Chemical and physical data
- Formula: C_{19}H_{19}F_{2}N_{7}O
- Molar mass: 399.406 g·mol^{−1}
- 3D model (JSmol): Interactive image;
- SMILES CN1N=CN=C1COC4=NN2C(C=C4C(C)(C)C)=NN=C2C3=CC(F)=CC=C3F;
- InChI InChI=1S/C19H19F2N7O/c1-19(2,3)13-8-15-24-25-17(12-7-11(20)5-6-14(12)21)28(15)26-18(13)29-9-16-22-10-23-27(16)4/h5-8,10H,9H2,1-4H3; Key:BQDUNOMMYOKHEP-UHFFFAOYSA-N;

= L-838,417 =

Chemical compound

L-838,417 is an anxiolytic drug used in scientific research. It has similar effects to benzodiazepine drugs, but is structurally distinct and so is classed as a nonbenzodiazepine anxiolytic. The compound was developed by Merck, Sharp and Dohme.

L-838,417 is a subtype-selective GABA_{A} positive allosteric modulator, acting as a partial agonist at α_{2}, α_{3} and α_{5} subtypes. However, it acts as a negative allosteric modulator at the α_{1} subtype, and has little affinity for the α_{4} or α_{6} subtypes.
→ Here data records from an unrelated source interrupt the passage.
use anyhow::Result;
use clap::{Args, Parser, Subcommand};
use std::path::PathBuf;
use std::sync::Arc;
use tracing::info;
use tracing_subscriber::EnvFilter;
use colab_roster::db::{Db, QueryBuilder};
use colab_roster::{
    AuthConfig, AuthExtractor, CallerContext, EnrollmentQuery, RosterSeed, ServiceConfig,
};

// rmcp imports for MCP stdio server mode
use rmcp::service::ServiceExt;
use rmcp::transport::stdio;

#[derive(Parser)]
#[command(name = "colab-roster")]
#[command(about = "Read-only course enrollment service (REST and MCP)")]
struct Cli {
    /// Service config file (colab.json)
    #[arg(long, global = true, env = "COLAB_CONFIG")]
    config: Option<PathBuf>,
    #[command(subcommand)]
    command: Commands,
}

#[derive(Args, Clone)]
struct DbArgs {
    /// Database URL; overrides the config file and SURREALDB_URL
    #[arg(long)]
    db_url: Option<String>,
    /// Roster JSON to import before serving (useful with `memory`)
    #[arg(long)]
    seed: Option<PathBuf>,
}

#[derive(Args, Clone)]
struct AuthArgs {
    /// Allow unauthenticated callers. Defaults to true only when no API key
    /// source is configured.
    #[arg(long, action = clap::ArgAction::Set)]
    allow_anonymous: Option<bool>,
    /// Static API key
    #[arg(long, env = "COLAB_API_KEY")]
    api_key: Option<String>,
    /// Enable database-backed API key lookup
    #[arg(long, default_value_t = false)]
    enable_db_api_keys: bool,
}

#[derive(Subcommand)]
enum Commands {
    /// Start the REST server
    Server {
        #[arg(long, default_value = "0.0.0.0:8080")]
        bind: String,
        #[command(flatten)]
        db: DbArgs,
        #[command(flatten)]
        auth: AuthArgs,
    },
    /// Run as an MCP stdio server (for use in mcp.json)
    McpStdio {
        #[command(flatten)]
        db: DbArgs,
    },
    /// Run as an MCP HTTP server
    McpHttp {
        /// Bind address, e.g. 0.0.0.0:3942
        #[arg(long, default_value = "0.0.0.0:3942")]
        bind: String,
        #[command(flatten)]
        db: DbArgs,
        #[command(flatten)]
        auth: AuthArgs,
    },
    /// Initialize the database
    Init {
        #[arg(long)]
        db_url: Option<String>,
    },
    /// Import a roster JSON document
    Import {
        #[arg(long)]
        file: PathBuf,
        #[arg(long)]
        db_url: Option<String>,
    },
    /// List the users enrolled in a course
    ListUsers {
        course_id: i64,
        #[arg(long)]
        role: Option<String>,
        #[command(flatten)]
        db: DbArgs,
    },
    /// Count the users enrolled in a course
    CountUsers {
        course_id: i64,
        #[arg(long)]
        role: Option<String>,
        #[command(flatten)]
        db: DbArgs,
    },
    /// Create a new API key
    CreateApiKey {
        /// Human-readable name for this key
        #[arg(long)]
        name: Option<String>,
        /// Number of days until the key expires (omit for no expiration)
        #[arg(long)]
        expires_days: Option<u32>,
        /// Comma-separated capabilities for this key (default: course:view)
        #[arg(long)]
        scopes: Option<String>,
        #[arg(long)]
        db_url: Option<String>,
    },
    /// List all API keys
    ListApiKeys {
        #[arg(long)]
        db_url: Option<String>,
        /// Show only active keys
        #[arg(long, default_value_t = false)]
        active_only: bool,
    },
    /// Revoke an API key by its prefix
    RevokeApiKey {
        /// The key prefix to revoke (e.g., "cr_abc12345")
        key_prefix: String,
        #[arg(long)]
        db_url: Option<String>,
    },
}

#[tokio::main]
async fn main() -> Result<()> {
    // stdout belongs to the MCP stdio transport
    tracing_subscriber::fmt()
        .with_env_filter(
            EnvFilter::from_default_env()
                .add_directive("colab_roster=info".parse()?)
                .add_directive("rmcp=warn".parse()?),
        )
        .with_writer(std::io::stderr)
        .init();

    let cli = Cli::parse();
    let config = ServiceConfig::load(cli.config.as_deref())?;

    match cli.command {
        Commands::Server { bind, db, auth } => {
            let db = open_db(&config, &db).await?;
            let service = colab_roster::create_service(db.clone(), &config);
            let auth = Arc::new(AuthExtractor::new(build_auth_config(&config, auth), db));

            let state = colab_roster::api::ApiState::new(service, auth);
            let app = colab_roster::api::create_router(Arc::new(state));

            let listener = tokio::net::TcpListener::bind(&bind).await?;
            info!("REST server listening on http://{}", bind);
            axum::serve(listener, app).await?;
        }
        Commands::McpStdio { db } => {
            let db = open_db(&config, &db).await?;
            let server = colab_roster::create_server(db, &config);

            // Run as an MCP stdio server. McpServer implements ServerHandler.
            let service = server
                .as_ref()
                .clone()
                .serve(stdio())
                .await
                .inspect_err(|e| tracing::error!("serving error: {:?}", e))?;

            // Block until the MCP session ends.
            service.waiting().await?;
            info!("MCP stdio server session ended");
        }
        Commands::McpHttp { bind, db, auth } => {
            let db = open_db(&config, &db).await?;
            let service = colab_roster::create_service(db.clone(), &config);
            let registry = colab_roster::create_tool_registry(service);
            let auth = Arc::new(AuthExtractor::new(build_auth_config(&config, auth), db));

            colab_roster::server::start_mcp_http(registry, auth, &bind).await?;
        }
        Commands::Init { db_url } => {
            info!("Initializing database...");
            connect(&config, db_url).await?;
            info!("Database initialized successfully");
        }
        Commands::Import { file, db_url } => {
            let db = connect(&config, db_url).await?;
            let seed = RosterSeed::from_file(&file)?;
            let summary = colab_roster::db::import(&db, &seed).await?;
            println!(
                "Imported {} courses, {} users, {} enrolments, {} role assignments, {} profile values",
                summary.courses,
                summary.users,
                summary.enrolments,
                summary.role_assignments,
                summary.profile_values
            );
        }
        Commands::ListUsers {
            course_id,
            role,
            db,
        } => {
            let db = open_db(&config, &db).await?;
            let service = colab_roster::create_service(db, &config);
            let query = EnrollmentQuery::new(course_id, role.as_deref());

            let users = service
                .list_enrolled_users(&CallerContext::local_operator(), &query)
                .await?;
            println!("{}", serde_json::to_string_pretty(&users)?);
        }
        Commands::CountUsers {
            course_id,
            role,
            db,
        } => {
            let db = open_db(&config, &db).await?;
            let service = colab_roster::create_service(db, &config);
            let query = EnrollmentQuery::new(course_id, role.as_deref());

            let count = service
                .count_enrolled_users(&CallerContext::local_operator(), &query)
                .await?;
            println!("{}", count);
        }
        Commands::CreateApiKey {
            name,
            expires_days,
            scopes,
            db_url,
        } => {
            let db = connect(&config, db_url).await?;

            // Generate a new API key
            let (full_key, prefix, key_hash) = colab_roster::generate_api_key();

            // Calculate expiration if specified
            let expires_at = expires_days.map(|days| {
                let duration = chrono::Duration::days(days as i64);
                chrono::Utc::now() + duration
            });

            let scopes_vec = scopes
                .map(|s| {
                    s.split(',')
                        .map(|scope| scope.trim().to_string())
                        .filter(|s| !s.is_empty())
                        .collect::<Vec<_>>()
                })
                .unwrap_or_else(|| vec![config.required_capability.as_str().to_string()]);

            let api_key_create = colab_roster::db::ApiKeyCreate {
                key_hash,
                key_prefix: prefix.clone(),
                name: name.clone(),
                expires_at: expires_at.map(surrealdb::sql::Datetime::from),
                scopes: Some(scopes_vec.clone()),
            };

            QueryBuilder::create_api_key(&db, &api_key_create).await?;

            println!("API Key created successfully!");
            println!();
            println!("  Key:     {}", full_key);
            println!("  Prefix:  {}", prefix);
            if let Some(n) = &name {
                println!("  Name:    {}", n);
            }
            println!("  Scopes:  {}", scopes_vec.join(", "));
            if let Some(exp) = expires_at {
                println!("  Expires: {}", exp.format("%Y-%m-%d %H:%M:%S UTC"));
            } else {
                println!("  Expires: Never");
            }
            println!();
            println!("IMPORTANT: Save this key now. It cannot be retrieved later.");
            println!("Use with: -H 'X-API-Key: {}'", full_key);
        }
        Commands::ListApiKeys {
            db_url,
            active_only,
        } => {
            let db = connect(&config, db_url).await?;

            let api_keys = if active_only {
                QueryBuilder::list_active_api_keys(&db).await?
            } else {
                QueryBuilder::list_api_keys(&db).await?
            };

            if api_keys.is_empty() {
                println!("No API keys found.");
                return Ok(());
            }

            println!(
                "{:<20} {:<20} {:<10} {:<25} {:<25}",
                "PREFIX", "NAME", "STATUS", "CREATED", "LAST USED"
            );
            println!("{}", "-".repeat(100));

            for key in api_keys {
                let status = if key.is_active { "Active" } else { "Revoked" };
                let name = key.name.unwrap_or_else(|| "-".to_string());
                let created = key
                    .created_at
                    .map(|dt| dt.to_string())
                    .unwrap_or_else(|| "-".to_string());
                let last_used = key
                    .last_used_at
                    .map(|dt| dt.to_string())
                    .unwrap_or_else(|| "Never".to_string());

                println!(
                    "{:<20} {:<20} {:<10} {:<25} {:<25}",
                    key.key_prefix, name, status, created, last_used
                );
            }
        }
        Commands::RevokeApiKey { key_prefix, db_url } => {
            let db = connect(&config, db_url).await?;

            let revoked = QueryBuilder::deactivate_api_key_by_prefix(&db, &key_prefix).await?;

            if revoked {
                println!("API key '{}' has been revoked.", key_prefix);
            } else {
                println!("No API key found with prefix '{}'.", key_prefix);
            }
        }
    }

    Ok(())
}

/// Connect using the config file's database section, with `db_url`
/// taking precedence, and make sure the schema exists.
async fn connect(config: &ServiceConfig, db_url: Option<String>) -> Result<Db> {
    let mut db_config = config.database_config();
    if let Some(url) = db_url {
        db_config.url = url;
    }
    info!("Using database url: {}", db_config.url);

    let db = colab_roster::create_connection(db_config).await?;
    colab_roster::ensure_schema(&db).await?;
    Ok(db)
}

/// Connect and import the optional seed roster.
async fn open_db(config: &ServiceConfig, args: &DbArgs) -> Result<Db> {
    let db = connect(config, args.db_url.clone()).await?;
    if let Some(path) = &args.seed {
        let seed = RosterSeed::from_file(path)?;
        colab_roster::db::import(&db, &seed).await?;
    }
    Ok(db)
}

/// Build authentication configuration from CLI arguments.
fn build_auth_config(config: &ServiceConfig, args: AuthArgs) -> AuthConfig {
    let auth = config.network_auth(args.api_key, args.enable_db_api_keys, args.allow_anonymous);

    if auth.api_key.is_some() {
        info!("Static API key authentication enabled");
    }
    if auth.db_api_keys_enabled {
        info!("Database-backed API key authentication enabled");
    }
    if auth.allow_anonymous {
        info!("Anonymous access enabled");
    }

    if auth.api_key.is_none() && !auth.db_api_keys_enabled && !auth.allow_anonymous {
        tracing::warn!(
            "No authentication method configured and anonymous access disabled - all requests will be rejected"
        );
    }

    auth
}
This gives it selective anxiolytic effects, which are mediated mainly by α_{2} and α_{3} subtypes, but with little sedative or amnestic effects as these effects are mediated by α_{1}. Some sedation might still be expected due to its activity at the α_{5} subtype, which can also cause sedation, however no sedative effects were seen in animal studies even at high doses, suggesting that L-838,417 is primarily acting at α_{2} and α_{3} subtypes with the α_{5} subtype of lesser importance.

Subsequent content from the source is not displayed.